Data listing
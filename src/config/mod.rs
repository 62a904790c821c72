//! # Release Configuration
//!
//! Two-layer configuration: step options → per-artifact overrides
//!
//! ## Layers
//!
//! 1. **Step options** (the `--config` YAML file)
//!    - Global settings shared by every artifact (artifact URLs, version,
//!      gateway/Themisto login, stage watch policy, Helm chart directory)
//!    - Single-artifact fields used when no `artifacts` list is given
//!
//! 2. **Artifacts** (`artifacts:` list inside the same file)
//!    - One entry per release unit, decoded into [`ArtifactConfiguration`]
//!    - Unset fields inherit from the step options (see `domain::resolver`)
//!
//! Absent top-level keys are filled from [`StepMetadata`] defaults before
//! decoding.
//!
//! ## Example Usage
//!
//! ```rust,ignore
//! let metadata = StepMetadata::load(None)?;
//! let options = load_step_options(Path::new("release.yaml"), &metadata)?;
//! println!("Watch policy: {}", options.global.stage_watch_policy);
//! ```

mod artifact;
mod global;
mod metadata;

pub use artifact::{
    App, ArtifactConfiguration, ArtifactType, UploadType, SELECTIVE_MTA_MODULE_DEPLOYMENT_KEY,
};
pub use global::{DeriveAdditionalDownloadUrlsEntry, GlobalConfiguration};
pub use metadata::{DefaultLookup, ParameterDefinition, ParameterKind, StepMetadata};

use anyhow::{Context, Result};
use serde::Deserialize;
use serde_json::{Map, Value};
use std::path::Path;

/// Raw artifact entry, decoded into [`ArtifactConfiguration`] during resolution
pub type RawArtifact = Map<String, Value>;

/// Complete step options as read from the configuration file
#[derive(Debug, Clone, Deserialize, Default)]
pub struct StepOptions {
    /// Global settings
    #[serde(flatten)]
    pub global: GlobalConfiguration,

    /// Single-artifact fields, also the inheritance source for listed artifacts
    #[serde(flatten)]
    pub artifact: ArtifactConfiguration,

    /// Explicit artifact list
    #[serde(default)]
    pub artifacts: Vec<RawArtifact>,
}

/// Load step options from a YAML file
pub fn load_step_options(path: &Path, metadata: &StepMetadata) -> Result<StepOptions> {
    let content = std::fs::read_to_string(path)
        .with_context(|| format!("Failed to read {}", path.display()))?;
    parse_step_options(&content, metadata)
        .with_context(|| format!("Failed to parse {}", path.display()))
}

/// Parse step options, filling absent keys from metadata defaults
pub fn parse_step_options(content: &str, metadata: &StepMetadata) -> Result<StepOptions> {
    let mut raw: Map<String, Value> =
        serde_yaml::from_str(content).context("Step options must be a YAML mapping")?;
    metadata.apply_defaults(&mut raw);
    serde_json::from_value(Value::Object(raw)).context("Invalid step options")
}

#[cfg(test)]
mod tests {
    use super::*;

    #[test]
    fn test_parse_step_options_splits_layers() {
        let metadata = StepMetadata::builtin().unwrap();
        let yaml = r#"
artifactVersion: "1.2.3"
projectName: shop
appName: backend
artifacts:
  - resourceName: backend
    artifactType: maven
  - resourceName: ui
    uploadType: ui
"#;
        let options = parse_step_options(yaml, &metadata).unwrap();

        assert_eq!(options.global.artifact_version, "1.2.3");
        assert_eq!(options.global.project_name, "shop");
        assert_eq!(options.global.helm_chart_directory, "helm");
        assert_eq!(options.global.stage_watch_policy, "overallSuccess");
        assert_eq!(options.artifact.app_name, "backend");
        assert_eq!(options.artifact.upload_type, "service");
        assert_eq!(options.artifact.artifact_files_to_upload, vec!["cf", "helm"]);
        assert_eq!(options.artifacts.len(), 2);
        assert_eq!(options.artifacts[1]["uploadType"], Value::from("ui"));
    }

    #[test]
    fn test_parse_step_options_rejects_non_mapping() {
        let metadata = StepMetadata::builtin().unwrap();
        assert!(parse_step_options("- just\n- a list\n", &metadata).is_err());
    }
}
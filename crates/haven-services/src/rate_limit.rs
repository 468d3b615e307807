//! Fixed-window rate limiter
//!
//! Counts requests per caller identity in fixed windows. The first request
//! for a key opens a window with count 1; requests inside the window
//! increment; once the count exceeds the configured maximum every further
//! request is rejected until the window rolls over on the next request made
//! after it has elapsed. Expiry is lazy — no background timer.
//!
//! The counter store is pluggable: a guarded in-process map is enough for a
//! single instance, while horizontally scaled deployments must share
//! counters through Redis or the limit is only enforced per instance.

use async_trait::async_trait;
use haven_cache::keys::rate_limit_key;
use haven_core::{
    traits::{CounterStore, WindowSnapshot},
    AppError, AppResult,
};
use parking_lot::Mutex;
use std::collections::HashMap;
use std::sync::Arc;
use std::time::{Duration, Instant};
use tracing::{debug, instrument, warn};

/// Outcome of a rate-limit check
#[derive(Debug, Clone, Copy)]
pub struct RateDecision {
    /// Whether the request must be rejected
    pub limited: bool,

    /// Requests left in the current window
    pub remaining: u32,

    /// Time until the window rolls over
    pub reset_after: Duration,
}

/// Fixed-window rate limiter over a counter store
pub struct RateLimiter {
    scope: String,
    window: Duration,
    max_requests: u32,
    store: Arc<dyn CounterStore>,
}

impl RateLimiter {
    /// Create a limiter for a scope (e.g. "auth", "payments")
    pub fn new(
        scope: impl Into<String>,
        window: Duration,
        max_requests: u32,
        store: Arc<dyn CounterStore>,
    ) -> Self {
        Self {
            scope: scope.into(),
            window,
            max_requests,
            store,
        }
    }

    /// Count a request and decide whether it is allowed
    #[instrument(skip(self))]
    pub async fn check(&self, identity: &str) -> AppResult<RateDecision> {
        let key = rate_limit_key(&self.scope, identity);
        let WindowSnapshot { count, reset_after } = self.store.hit(&key, self.window).await?;

        if count > self.max_requests {
            warn!(
                "Rate limit exceeded for {} in scope {} ({} > {})",
                identity, self.scope, count, self.max_requests
            );
            return Ok(RateDecision {
                limited: true,
                remaining: 0,
                reset_after,
            });
        }

        debug!(
            "Request {}/{} for {} in scope {}",
            count, self.max_requests, identity, self.scope
        );

        Ok(RateDecision {
            limited: false,
            remaining: self.max_requests - count,
            reset_after,
        })
    }

    /// Like [`check`](Self::check) but turns a limited decision into the
    /// `RateLimited` error carrying retry metadata for the 429 response
    pub async fn enforce(&self, identity: &str) -> AppResult<RateDecision> {
        let decision = self.check(identity).await?;
        if decision.limited {
            return Err(AppError::RateLimited {
                remaining: decision.remaining,
                reset_after_secs: decision.reset_after.as_secs(),
            });
        }
        Ok(decision)
    }
}

/// A single open window
struct RateWindow {
    window_start: Instant,
    window: Duration,
    count: u32,
}

/// In-process counter store
///
/// Process-local state: correct for a single instance, under-enforcing when
/// the service is horizontally scaled (each instance keeps its own
/// counters). Scaled deployments use the Redis-backed store instead.
#[derive(Default)]
pub struct MemoryCounterStore {
    windows: Mutex<HashMap<String, RateWindow>>,
}

impl MemoryCounterStore {
    /// Create an empty store
    pub fn new() -> Self {
        Self::default()
    }

    /// Drop windows that have elapsed, so abandoned keys do not accumulate
    fn cleanup(windows: &mut HashMap<String, RateWindow>, now: Instant) {
        windows.retain(|_, w| now.duration_since(w.window_start) <= w.window);
    }
}

#[async_trait]
impl CounterStore for MemoryCounterStore {
    async fn hit(&self, key: &str, window: Duration) -> AppResult<WindowSnapshot> {
        let mut windows = self.windows.lock();
        let now = Instant::now();

        Self::cleanup(&mut windows, now);

        let entry = windows.entry(key.to_string()).or_insert(RateWindow {
            window_start: now,
            window,
            count: 0,
        });

        // Reset, not decrement, once the window has elapsed
        if now.duration_since(entry.window_start) > entry.window {
            entry.window_start = now;
            entry.count = 0;
        }

        entry.count += 1;

        let elapsed = now.duration_since(entry.window_start);
        let reset_after = entry.window.saturating_sub(elapsed);

        Ok(WindowSnapshot {
            count: entry.count,
            reset_after,
        })
    }
}

#[cfg(test)]
mod tests {
    use super::*;

    fn limiter(window: Duration, max: u32) -> RateLimiter {
        RateLimiter::new(
            "test",
            window,
            max,
            Arc::new(MemoryCounterStore::new()),
        )
    }

    #[tokio::test]
    async fn test_requests_within_limit_pass() {
        let l = limiter(Duration::from_secs(60), 3);

        for expected_remaining in [2, 1, 0] {
            let d = l.check("caller-1").await.unwrap();
            assert!(!d.limited);
            assert_eq!(d.remaining, expected_remaining);
        }
    }

    #[tokio::test]
    async fn test_request_over_limit_rejected() {
        let l = limiter(Duration::from_secs(60), 3);

        for _ in 0..3 {
            assert!(!l.check("caller-1").await.unwrap().limited);
        }

        // The (max+1)-th request inside the window is rejected, and so is
        // every one after it
        let d = l.check("caller-1").await.unwrap();
        assert!(d.limited);
        assert_eq!(d.remaining, 0);

        let d = l.check("caller-1").await.unwrap();
        assert!(d.limited);
    }

    #[tokio::test]
    async fn test_distinct_keys_do_not_interfere() {
        let l = limiter(Duration::from_secs(60), 1);

        assert!(!l.check("caller-1").await.unwrap().limited);
        assert!(l.check("caller-1").await.unwrap().limited);

        // A different caller still has a fresh window
        assert!(!l.check("caller-2").await.unwrap().limited);
    }

    #[tokio::test]
    async fn test_window_rollover() {
        let l = limiter(Duration::from_millis(50), 1);

        assert!(!l.check("caller-1").await.unwrap().limited);
        assert!(l.check("caller-1").await.unwrap().limited);

        tokio::time::sleep(Duration::from_millis(80)).await;

        // First request after the window elapsed starts a fresh window
        let d = l.check("caller-1").await.unwrap();
        assert!(!d.limited);
        assert_eq!(d.remaining, 0);
    }

    #[tokio::test]
    async fn test_enforce_maps_to_error() {
        let l = limiter(Duration::from_secs(60), 1);

        assert!(l.enforce("caller-1").await.is_ok());

        let err = l.enforce("caller-1").await.unwrap_err();
        match err {
            AppError::RateLimited {
                remaining,
                reset_after_secs,
            } => {
                assert_eq!(remaining, 0);
                assert!(reset_after_secs <= 60);
            }
            other => panic!("expected RateLimited, got {:?}", other),
        }
    }

    #[tokio::test]
    async fn test_reset_metadata_counts_down() {
        let l = limiter(Duration::from_secs(60), 5);

        let d = l.check("caller-1").await.unwrap();
        assert!(d.reset_after <= Duration::from_secs(60));
        assert!(d.reset_after > Duration::from_secs(50));
    }

    #[tokio::test]
    async fn test_cleanup_drops_dead_windows() {
        let store = MemoryCounterStore::new();
        let short = Duration::from_millis(10);

        store.hit("ratelimit:test:a", short).await.unwrap();
        store.hit("ratelimit:test:b", short).await.unwrap();

        tokio::time::sleep(Duration::from_millis(30)).await;

        // Any hit triggers the cleanup pass for all elapsed windows
        store
            .hit("ratelimit:test:c", Duration::from_secs(60))
            .await
            .unwrap();

        assert_eq!(store.windows.lock().len(), 1);
    }
}
//! Reservation repository implementation
//!
//! PostgreSQL-backed storage for reservations with conflict-aware inserts,
//! compare-and-swap status transitions, and the stale-hold sweep.

use haven_core::{
    models::{Reservation, ReservationStatus},
    traits::{Repository, ReservationRepository},
    AppError, AppResult,
};
use async_trait::async_trait;
use chrono::{DateTime, NaiveDate, Utc};
use rust_decimal::Decimal;
use sqlx::PgPool;
use tracing::{debug, error, instrument, warn};
use uuid::Uuid;

/// Columns selected/returned for every reservation query
const RESERVATION_COLUMNS: &str = r#"
    id, booking_ref, unit_id, requester_id,
    start_date, end_date, guests, status,
    subtotal, cleaning_fee, service_fee, security_deposit, total,
    expires_at, cancelled_at, cancellation_reason,
    created_at, updated_at
"#;

/// PostgreSQL implementation of ReservationRepository
pub struct PgReservationRepository {
    pool: PgPool,
}

impl PgReservationRepository {
    /// Create a new reservation repository
    pub fn new(pool: PgPool) -> Self {
        Self { pool }
    }

    /// Parse reservation status from string
    fn parse_status(s: &str) -> ReservationStatus {
        ReservationStatus::from_str(s).unwrap_or(ReservationStatus::Provisional)
    }

    /// Map insert errors, folding constraint violations into conflicts
    fn map_insert_error(e: sqlx::Error) -> AppError {
        if let sqlx::Error::Database(ref db_err) = e {
            match db_err.code().as_deref() {
                // Exclusion constraint: another blocking stay overlaps
                Some("23P01") => {
                    return AppError::Conflict(
                        "reservation dates overlap an existing stay".to_string(),
                    )
                }
                // Unique violation: booking_ref collision
                Some("23505") => {
                    return AppError::Conflict("booking reference already exists".to_string())
                }
                _ => {}
            }
        }
        error!("Database error creating reservation: {}", e);
        AppError::Database(format!("Failed to create reservation: {}", e))
    }
}

#[async_trait]
impl Repository<Reservation, Uuid> for PgReservationRepository {
    #[instrument(skip(self))]
    async fn find_by_id(&self, id: Uuid) -> AppResult<Option<Reservation>> {
        debug!("Finding reservation by id: {}", id);

        let result = sqlx::query_as::<sqlx::Postgres, ReservationRow>(&format!(
            "SELECT {} FROM reservations WHERE id = $1",
            RESERVATION_COLUMNS
        ))
        .bind(id)
        .fetch_optional(&self.pool)
        .await
        .map_err(|e| {
            error!("Database error finding reservation {}: {}", id, e);
            AppError::Database(format!("Failed to find reservation: {}", e))
        })?;

        Ok(result.map(Into::into))
    }

    #[instrument(skip(self))]
    async fn find_all(&self, limit: i64, offset: i64) -> AppResult<Vec<Reservation>> {
        let rows = sqlx::query_as::<sqlx::Postgres, ReservationRow>(&format!(
            "SELECT {} FROM reservations ORDER BY created_at DESC LIMIT $1 OFFSET $2",
            RESERVATION_COLUMNS
        ))
        .bind(limit)
        .bind(offset)
        .fetch_all(&self.pool)
        .await
        .map_err(|e| {
            error!("Database error listing reservations: {}", e);
            AppError::Database(format!("Failed to fetch reservations: {}", e))
        })?;

        Ok(rows.into_iter().map(Into::into).collect())
    }

    #[instrument(skip(self))]
    async fn count(&self) -> AppResult<i64> {
        let result: (i64,) = sqlx::query_as("SELECT COUNT(*) FROM reservations")
            .fetch_one(&self.pool)
            .await
            .map_err(|e| {
                error!("Database error counting reservations: {}", e);
                AppError::Database(format!("Failed to count reservations: {}", e))
            })?;

        Ok(result.0)
    }

    #[instrument(skip(self, entity))]
    async fn create(&self, entity: &Reservation) -> AppResult<Reservation> {
        debug!("Creating reservation {}", entity.booking_ref);

        let row = sqlx::query_as::<sqlx::Postgres, ReservationRow>(&format!(
            r#"
            INSERT INTO reservations (
                id, booking_ref, unit_id, requester_id,
                start_date, end_date, guests, status,
                subtotal, cleaning_fee, service_fee, security_deposit, total,
                expires_at
            )
            VALUES ($1, $2, $3, $4, $5, $6, $7, $8, $9, $10, $11, $12, $13, $14)
            RETURNING {}
            "#,
            RESERVATION_COLUMNS
        ))
        .bind(entity.id)
        .bind(&entity.booking_ref)
        .bind(entity.unit_id)
        .bind(entity.requester_id)
        .bind(entity.start_date)
        .bind(entity.end_date)
        .bind(entity.guests)
        .bind(entity.status.to_string())
        .bind(entity.subtotal)
        .bind(entity.cleaning_fee)
        .bind(entity.service_fee)
        .bind(entity.security_deposit)
        .bind(entity.total)
        .bind(entity.expires_at)
        .fetch_one(&self.pool)
        .await
        .map_err(Self::map_insert_error)?;

        Ok(row.into())
    }

    #[instrument(skip(self, entity))]
    async fn update(&self, entity: &Reservation) -> AppResult<Reservation> {
        debug!("Updating reservation: {}", entity.id);

        let row = sqlx::query_as::<sqlx::Postgres, ReservationRow>(&format!(
            r#"
            UPDATE reservations
            SET status = $2,
                expires_at = $3,
                cancelled_at = $4,
                cancellation_reason = $5,
                updated_at = NOW()
            WHERE id = $1
            RETURNING {}
            "#,
            RESERVATION_COLUMNS
        ))
        .bind(entity.id)
        .bind(entity.status.to_string())
        .bind(entity.expires_at)
        .bind(entity.cancelled_at)
        .bind(&entity.cancellation_reason)
        .fetch_one(&self.pool)
        .await
        .map_err(|e| {
            error!("Database error updating reservation {}: {}", entity.id, e);
            AppError::Database(format!("Failed to update reservation: {}", e))
        })?;

        Ok(row.into())
    }
}

#[async_trait]
impl ReservationRepository for PgReservationRepository {
    #[instrument(skip(self))]
    async fn find_by_ref(&self, booking_ref: &str) -> AppResult<Option<Reservation>> {
        debug!("Finding reservation by ref: {}", booking_ref);

        let result = sqlx::query_as::<sqlx::Postgres, ReservationRow>(&format!(
            "SELECT {} FROM reservations WHERE booking_ref = $1",
            RESERVATION_COLUMNS
        ))
        .bind(booking_ref)
        .fetch_optional(&self.pool)
        .await
        .map_err(|e| {
            error!("Database error finding reservation by ref: {}", e);
            AppError::Database(format!("Failed to find reservation: {}", e))
        })?;

        Ok(result.map(Into::into))
    }

    #[instrument(skip(self))]
    async fn find_blocking_conflict(
        &self,
        unit_id: Uuid,
        start_date: NaiveDate,
        end_date: NaiveDate,
    ) -> AppResult<Option<Reservation>> {
        debug!(
            "Checking {} for conflicts in [{}, {})",
            unit_id, start_date, end_date
        );

        // Half-open overlap: existing.start < candidate.end AND
        // candidate.start < existing.end. Expired provisional holds no
        // longer block even before the sweep has reclaimed them.
        let result = sqlx::query_as::<sqlx::Postgres, ReservationRow>(&format!(
            r#"
            SELECT {}
            FROM reservations
            WHERE unit_id = $1
                AND status IN ('provisional', 'confirmed', 'completed')
                AND NOT (status = 'provisional' AND expires_at <= NOW())
                AND start_date < $3
                AND $2 < end_date
            ORDER BY start_date
            LIMIT 1
            "#,
            RESERVATION_COLUMNS
        ))
        .bind(unit_id)
        .bind(start_date)
        .bind(end_date)
        .fetch_optional(&self.pool)
        .await
        .map_err(|e| {
            error!("Database error checking conflicts: {}", e);
            AppError::Database(format!("Failed to check conflicts: {}", e))
        })?;

        Ok(result.map(Into::into))
    }

    #[instrument(skip(self))]
    async fn list_by_unit_and_status(
        &self,
        unit_id: Uuid,
        status: ReservationStatus,
    ) -> AppResult<Vec<Reservation>> {
        let rows = sqlx::query_as::<sqlx::Postgres, ReservationRow>(&format!(
            r#"
            SELECT {}
            FROM reservations
            WHERE unit_id = $1 AND status = $2
            ORDER BY start_date
            "#,
            RESERVATION_COLUMNS
        ))
        .bind(unit_id)
        .bind(status.to_string())
        .fetch_all(&self.pool)
        .await
        .map_err(|e| {
            error!("Database error listing unit reservations: {}", e);
            AppError::Database(format!("Failed to list reservations: {}", e))
        })?;

        Ok(rows.into_iter().map(Into::into).collect())
    }

    #[instrument(skip(self))]
    async fn list_by_requester(
        &self,
        requester_id: Uuid,
        limit: i64,
        offset: i64,
    ) -> AppResult<Vec<Reservation>> {
        let rows = sqlx::query_as::<sqlx::Postgres, ReservationRow>(&format!(
            r#"
            SELECT {}
            FROM reservations
            WHERE requester_id = $1
            ORDER BY created_at DESC
            LIMIT $2 OFFSET $3
            "#,
            RESERVATION_COLUMNS
        ))
        .bind(requester_id)
        .bind(limit)
        .bind(offset)
        .fetch_all(&self.pool)
        .await
        .map_err(|e| {
            error!("Database error listing requester reservations: {}", e);
            AppError::Database(format!("Failed to list reservations: {}", e))
        })?;

        Ok(rows.into_iter().map(Into::into).collect())
    }

    #[instrument(skip(self))]
    async fn transition_status(
        &self,
        id: Uuid,
        expected: ReservationStatus,
        next: ReservationStatus,
    ) -> AppResult<Option<Reservation>> {
        debug!("Transitioning reservation {} {} -> {}", id, expected, next);

        let row = sqlx::query_as::<sqlx::Postgres, ReservationRow>(&format!(
            r#"
            UPDATE reservations
            SET status = $3,
                updated_at = NOW()
            WHERE id = $1 AND status = $2
            RETURNING {}
            "#,
            RESERVATION_COLUMNS
        ))
        .bind(id)
        .bind(expected.to_string())
        .bind(next.to_string())
        .fetch_optional(&self.pool)
        .await
        .map_err(|e| {
            error!("Database error transitioning reservation {}: {}", id, e);
            AppError::Database(format!("Failed to transition reservation: {}", e))
        })?;

        Ok(row.map(Into::into))
    }

    #[instrument(skip(self))]
    async fn cancel(
        &self,
        id: Uuid,
        expected: ReservationStatus,
        reason: Option<&str>,
    ) -> AppResult<Option<Reservation>> {
        debug!("Cancelling reservation {} from {}", id, expected);

        let row = sqlx::query_as::<sqlx::Postgres, ReservationRow>(&format!(
            r#"
            UPDATE reservations
            SET status = 'cancelled',
                cancelled_at = NOW(),
                cancellation_reason = $3,
                updated_at = NOW()
            WHERE id = $1 AND status = $2
            RETURNING {}
            "#,
            RESERVATION_COLUMNS
        ))
        .bind(id)
        .bind(expected.to_string())
        .bind(reason)
        .fetch_optional(&self.pool)
        .await
        .map_err(|e| {
            error!("Database error cancelling reservation {}: {}", id, e);
            AppError::Database(format!("Failed to cancel reservation: {}", e))
        })?;

        Ok(row.map(Into::into))
    }

    #[instrument(skip(self))]
    async fn expire_stale(&self) -> AppResult<i64> {
        let result = sqlx::query(
            r#"
            UPDATE reservations
            SET status = 'cancelled',
                cancelled_at = NOW(),
                cancellation_reason = 'provisional hold expired',
                updated_at = NOW()
            WHERE status = 'provisional'
                AND expires_at <= NOW()
            "#,
        )
        .execute(&self.pool)
        .await
        .map_err(|e| {
            error!("Database error expiring stale holds: {}", e);
            AppError::Database(format!("Failed to expire stale holds: {}", e))
        })?;

        let swept = result.rows_affected() as i64;

        if swept > 0 {
            warn!("Swept {} stale provisional holds", swept);
        }

        Ok(swept)
    }
}

/// Helper struct for mapping database rows
#[derive(Debug, sqlx::FromRow)]
struct ReservationRow {
    id: Uuid,
    booking_ref: String,
    unit_id: Uuid,
    requester_id: Uuid,
    start_date: NaiveDate,
    end_date: NaiveDate,
    guests: i32,
    status: String,
    subtotal: Decimal,
    cleaning_fee: Decimal,
    service_fee: Decimal,
    security_deposit: Decimal,
    total: Decimal,
    expires_at: DateTime<Utc>,
    cancelled_at: Option<DateTime<Utc>>,
    cancellation_reason: Option<String>,
    created_at: DateTime<Utc>,
    updated_at: DateTime<Utc>,
}

impl From<ReservationRow> for Reservation {
    fn from(row: ReservationRow) -> Self {
        Self {
            id: row.id,
            booking_ref: row.booking_ref,
            unit_id: row.unit_id,
            requester_id: row.requester_id,
            start_date: row.start_date,
            end_date: row.end_date,
            guests: row.guests,
            status: PgReservationRepository::parse_status(&row.status),
            subtotal: row.subtotal,
            cleaning_fee: row.cleaning_fee,
            service_fee: row.service_fee,
            security_deposit: row.security_deposit,
            total: row.total,
            expires_at: row.expires_at,
            cancelled_at: row.cancelled_at,
            cancellation_reason: row.cancellation_reason,
            created_at: row.created_at,
            updated_at: row.updated_at,
        }
    }
}

#[cfg(test)]
mod tests {
    use super::*;

    #[test]
    fn test_parse_status() {
        assert_eq!(
            PgReservationRepository::parse_status("provisional"),
            ReservationStatus::Provisional
        );
        assert_eq!(
            PgReservationRepository::parse_status("confirmed"),
            ReservationStatus::Confirmed
        );
        assert_eq!(
            PgReservationRepository::parse_status("resolved"),
            ReservationStatus::Resolved
        );
        // Unknown statuses fall back to provisional, the most conservative
        // state for availability purposes
        assert_eq!(
            PgReservationRepository::parse_status("garbage"),
            ReservationStatus::Provisional
        );
    }
}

Task to carry out
Set apart and copy each line of the records that holds the word "Instant".

Exercise solution
use std::time::{Duration, Instant};
    window_start: Instant,
    fn cleanup(windows: &mut HashMap<String, RateWindow>, now: Instant) {
        let now = Instant::now();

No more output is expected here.